Dr. Thieu received his Ph.D. in Computer Science from the University of Missouri-Columbia. Prior to Moffitt, he was an Assistant Professor in Computer Science Department at the Oklahoma State University, and further was a postdoc at the U.S. National Institutes of Health. He has been pursuing research in natural language processing, machine learning, and artificial intelligence with application in healthcare and education. Dr. Thieu has taught and mentored students and juniors at University of Missouri, NIH Clinical Center, ACT Inc., Oklahoma State University, and Moffitt Cancer Center. Having worked in academia, government, and industry, Dr. Thieu has developed capability to mentor and collaborate across educational backgrounds, ethnicities, genders, and origins.


Ph.D. Student: Thanh Duong

Thanh is a Ph.D. student in Computer Science at Oklahoma State University and will transfer to the University of South Florida under advisor of Dr. Licato and Dr. Thieu. His research focuses on NLP algorithm, lexical complexity, and language generation. He is interested in applying NLP algorithm to process free text clinical notes in electronic health records and free text scientific reports in medical literature. Thanh aims to develop a data augmentation generation method for expanding dataset size of clinical notes that improve training process of language model.

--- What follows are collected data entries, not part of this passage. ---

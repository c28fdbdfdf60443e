//! Nom parser tools and span utilities for the Fabrique compiler.
//!
//! This module provides the span types used throughout the compiler: the
//! parser-side [`NomSpan`] (a located span carrying parser [`State`]), the
//! owned [`Span`] stored in AST nodes, and the lifetime-free [`SpanInfo`]
//! attached to evaluated values and diagnostics.

use std::fmt::Display;
use std::hash::Hash;
use std::ops::Range;

use nom::character::complete::multispace0;
use nom::sequence::delimited;
use nom::Parser;
use nom_locate::LocatedSpan;

use crate::file::SourceFile;
use crate::parser::FabParserError;

/// Parser state carried through every [`NomSpan`].
#[derive(Debug, Clone)]
pub struct State {
    /// The source file being parsed
    pub file: SourceFile,
}

impl State {
    pub fn new(file: SourceFile) -> Self {
        Self { file }
    }
}

impl PartialEq for State {
    fn eq(&self, other: &Self) -> bool {
        self.file == other.file
    }
}

impl Eq for State {}

impl Hash for State {
    fn hash<H: std::hash::Hasher>(&self, state: &mut H) {
        self.file.hash(state);
    }
}

/// Type alias for nom's located span with Fabrique's parser state.
pub type NomSpan<'base> = LocatedSpan<&'base str, State>;

/// A region of source code, with its text and position.
///
/// AST nodes store these. The text is owned rather than borrowed because
/// `import()` parses new source files in the middle of evaluation, and the
/// resulting values outlive the imported file's parse buffer.
#[derive(Debug, Clone, PartialEq, Eq, Hash)]
pub struct Span {
    /// The text content of this span
    pub text: String,
    /// The byte range in the source file
    pub position: Range<usize>,
    /// The parser state containing file information
    pub state: State,
}

impl Span {
    /// Widens this span to also cover `other`.
    pub fn merge(&self, other: &Span) -> Span {
        Span {
            text: String::new(),
            position: self.position.start.min(other.position.start)
                ..self.position.end.max(other.position.end),
            state: self.state.clone(),
        }
    }

    pub fn info(&self) -> SpanInfo {
        self.into()
    }
}

impl Display for Span {
    fn fmt(&self, f: &mut std::fmt::Formatter<'_>) -> std::fmt::Result {
        f.write_str(&self.text)
    }
}

impl From<NomSpan<'_>> for Span {
    fn from(value: NomSpan<'_>) -> Self {
        Span {
            text: value.fragment().to_string(),
            position: value.to_range(),
            state: value.extra.clone(),
        }
    }
}

/// Span information without the source text: a position plus the file it
/// belongs to. Suitable for storage in values and diagnostics.
#[derive(Clone, Debug, PartialEq, Eq)]
pub struct SpanInfo {
    /// The byte range in the source file
    pub position: Range<usize>,
    /// The source file this span belongs to
    pub file: SourceFile,
}

impl SpanInfo {
    pub fn new(position: Range<usize>, file: SourceFile) -> Self {
        Self { position, file }
    }

    /// A span for values with no source location (synthesized by builtins,
    /// the DAG builder, or tests).
    pub fn none() -> Self {
        Self::new(0..0, SourceFile::synthetic())
    }

    /// The smallest span covering both `self` and `other`. Falls back to
    /// `self` when the two spans come from different files.
    pub fn over(&self, other: &SpanInfo) -> SpanInfo {
        if self.file != other.file {
            return self.clone();
        }

        SpanInfo::new(
            self.position.start.min(other.position.start)
                ..self.position.end.max(other.position.end),
            self.file.clone(),
        )
    }
}

impl From<Span> for SpanInfo {
    fn from(span: Span) -> Self {
        Self::new(span.position.clone(), span.state.file.clone())
    }
}

impl From<&Span> for SpanInfo {
    fn from(span: &Span) -> Self {
        Self::new(span.position.clone(), span.state.file.clone())
    }
}

/// Trait for converting spans to byte ranges.
pub trait ToRange {
    fn to_range(&self) -> Range<usize>;
}

impl ToRange for NomSpan<'_> {
    fn to_range(&self) -> Range<usize> {
        let start = self.location_offset();
        start..start + self.fragment().len()
    }
}

impl ToRange for Span {
    fn to_range(&self) -> Range<usize> {
        self.position.clone()
    }
}

/// Skips whitespace and `#`-to-end-of-line comments.
pub fn skip_ignored(mut input: NomSpan<'_>) -> nom::IResult<NomSpan<'_>, (), FabParserError<'_>> {
    loop {
        let (rest, _) = multispace0(input)?;

        if rest.fragment().starts_with('#') {
            let (rest, _) =
                nom::bytes::complete::take_till::<_, _, FabParserError>(|c| c == '\n')
                    .parse(rest)?;
            input = rest;
        } else {
            return Ok((rest, ()));
        }
    }
}

/// Parser combinator that wraps a parser with whitespace/comment cleanup on
/// both sides.
pub fn cleanup<'base, O, F>(f: F) -> impl Parser<NomSpan<'base>, Output = O, Error = FabParserError<'base>>
where
    F: Parser<NomSpan<'base>, Output = O, Error = FabParserError<'base>>,
{
    delimited(skip_ignored, f, skip_ignored)
}
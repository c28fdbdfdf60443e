//! Submodule and plugin resolution through `import()`.

use std::path::PathBuf;
use std::rc::Rc;

use pretty_assertions::assert_eq;

use crate::dag::{DagBuilder, Value, ValueMap, ValueRef};
use crate::error::FabError;
use crate::nom_tools::SpanInfo;
use crate::plugin::{Plugin, PluginRegistry};
use crate::types::TypeContext;
use crate::EvalOptions;

use super::evaluate_with_options;

/// Creates a scratch directory tree for import tests; callers clean up.
fn scratch_dir(name: &str) -> PathBuf {
    let dir = std::env::temp_dir().join(format!("fabrique-test-{}-{name}", std::process::id()));
    let _ = std::fs::remove_dir_all(&dir);
    std::fs::create_dir_all(&dir).expect("create scratch dir");
    dir
}

#[test]
fn import_evaluates_a_submodule() {
    let dir = scratch_dir("submodule");
    std::fs::write(dir.join("lib.fab"), "answer = 42;\nname = 'lib';\n").unwrap();

    let options = EvalOptions {
        srcroot: dir.to_string_lossy().to_string(),
        ..EvalOptions::default()
    };

    let (_, dag) = evaluate_with_options(
        "m = import('lib.fab');
         a = m.answer;",
        options,
    )
    .expect("import failed");

    assert_eq!(dag.variables()["a"].as_integer(), Some(42));

    std::fs::remove_dir_all(&dir).ok();
}

#[test]
fn import_directory_uses_its_fabfile() {
    let dir = scratch_dir("fabfile");
    std::fs::create_dir_all(dir.join("sub")).unwrap();
    std::fs::write(dir.join("sub/fabfile"), "exported = 'from sub';\n").unwrap();

    let options = EvalOptions {
        srcroot: dir.to_string_lossy().to_string(),
        ..EvalOptions::default()
    };

    let (_, dag) = evaluate_with_options(
        "m = import('sub');
         x = m.exported;",
        options,
    )
    .expect("import failed");

    assert_eq!(dag.variables()["x"].as_string(), Some("from sub"));

    std::fs::remove_dir_all(&dir).ok();
}

#[test]
fn import_arguments_become_the_args_record() {
    let dir = scratch_dir("args");
    std::fs::write(dir.join("conf.fab"), "level = args.level;\n").unwrap();

    let options = EvalOptions {
        srcroot: dir.to_string_lossy().to_string(),
        ..EvalOptions::default()
    };

    let (_, dag) = evaluate_with_options(
        "m = import('conf.fab', level = 3);
         l = m.level;",
        options,
    )
    .expect("import failed");

    assert_eq!(dag.variables()["l"].as_integer(), Some(3));

    std::fs::remove_dir_all(&dir).ok();
}

#[test]
fn subdir_is_threaded_through_imports() {
    let dir = scratch_dir("subdir");
    std::fs::create_dir_all(dir.join("sub")).unwrap();
    std::fs::write(dir.join("sub/fabfile"), "src = file('a.c');\n").unwrap();

    let options = EvalOptions {
        srcroot: dir.to_string_lossy().to_string(),
        ..EvalOptions::default()
    };

    let (_, dag) = evaluate_with_options("m = import('sub');", options).expect("import failed");

    // The submodule's file lands in its own subdirectory.
    let names: Vec<String> = dag.files().iter().map(|f| f.full_name()).collect();
    assert!(names.contains(&"sub/a.c".to_string()), "{names:?}");

    std::fs::remove_dir_all(&dir).ok();
}

#[derive(Debug)]
struct VersionPlugin;

impl Plugin for VersionPlugin {
    fn name(&self) -> &str {
        "version"
    }

    fn create(
        &self,
        builder: &mut DagBuilder,
        types: &mut TypeContext,
        arguments: ValueMap,
        source: &SpanInfo,
    ) -> Result<ValueRef, FabError> {
        let major: i64 = arguments
            .get("major")
            .and_then(|v| v.as_integer())
            .unwrap_or(1);

        let fields = vec![
            (
                "major".to_string(),
                Value::integer(major, types, source.clone()),
            ),
            (
                "name".to_string(),
                Value::string("fabrique", types, source.clone()),
            ),
        ];

        Ok(builder.record(types, fields, source.clone()))
    }
}

#[test]
fn plugins_resolve_by_name() {
    let mut plugins = PluginRegistry::new();
    plugins.register(Rc::new(VersionPlugin));

    let options = EvalOptions {
        plugins,
        ..EvalOptions::default()
    };

    let (_, dag) = evaluate_with_options(
        "v = import('version', major = 2);
         m = v.major;
         n = v.name;",
        options,
    )
    .expect("plugin import failed");

    assert_eq!(dag.variables()["m"].as_integer(), Some(2));
    assert_eq!(dag.variables()["n"].as_string(), Some("fabrique"));
}

#[derive(Debug)]
struct BrokenPlugin;

impl Plugin for BrokenPlugin {
    fn name(&self) -> &str {
        "broken"
    }

    fn create(
        &self,
        _builder: &mut DagBuilder,
        types: &mut TypeContext,
        _arguments: ValueMap,
        source: &SpanInfo,
    ) -> Result<ValueRef, FabError> {
        // Contract violation: plugins must return records.
        Ok(Value::integer(3, types, source.clone()))
    }
}

#[test]
fn plugins_must_return_records() {
    let mut plugins = PluginRegistry::new();
    plugins.register(Rc::new(BrokenPlugin));

    let options = EvalOptions {
        plugins,
        ..EvalOptions::default()
    };

    let result = evaluate_with_options("v = import('broken');", options);
    assert!(matches!(result, Err(FabError::PluginFailure(_))));
}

Ph.D. Student: Tuan-Dung Le

Tuan Dung is a PhD student in Computer Science at the University of South Florida. He received his master’s degree in Information Systems from the Hanoi University of Science and Technology in Vietnam and worked as AI engineer at FPT.AI for 2 years. Before joining Moffitt Cancer Center as research trainee, he worked under supervision of Dr. Thieu for a year. He has built a host-pathogen interactions database from scientific literature to help the biomedical research community in the field of infectious diseases. He also developed a Natural Language Processing system that can effectively extract patient's history information from clinical unstructured text to benefit the medical billing process.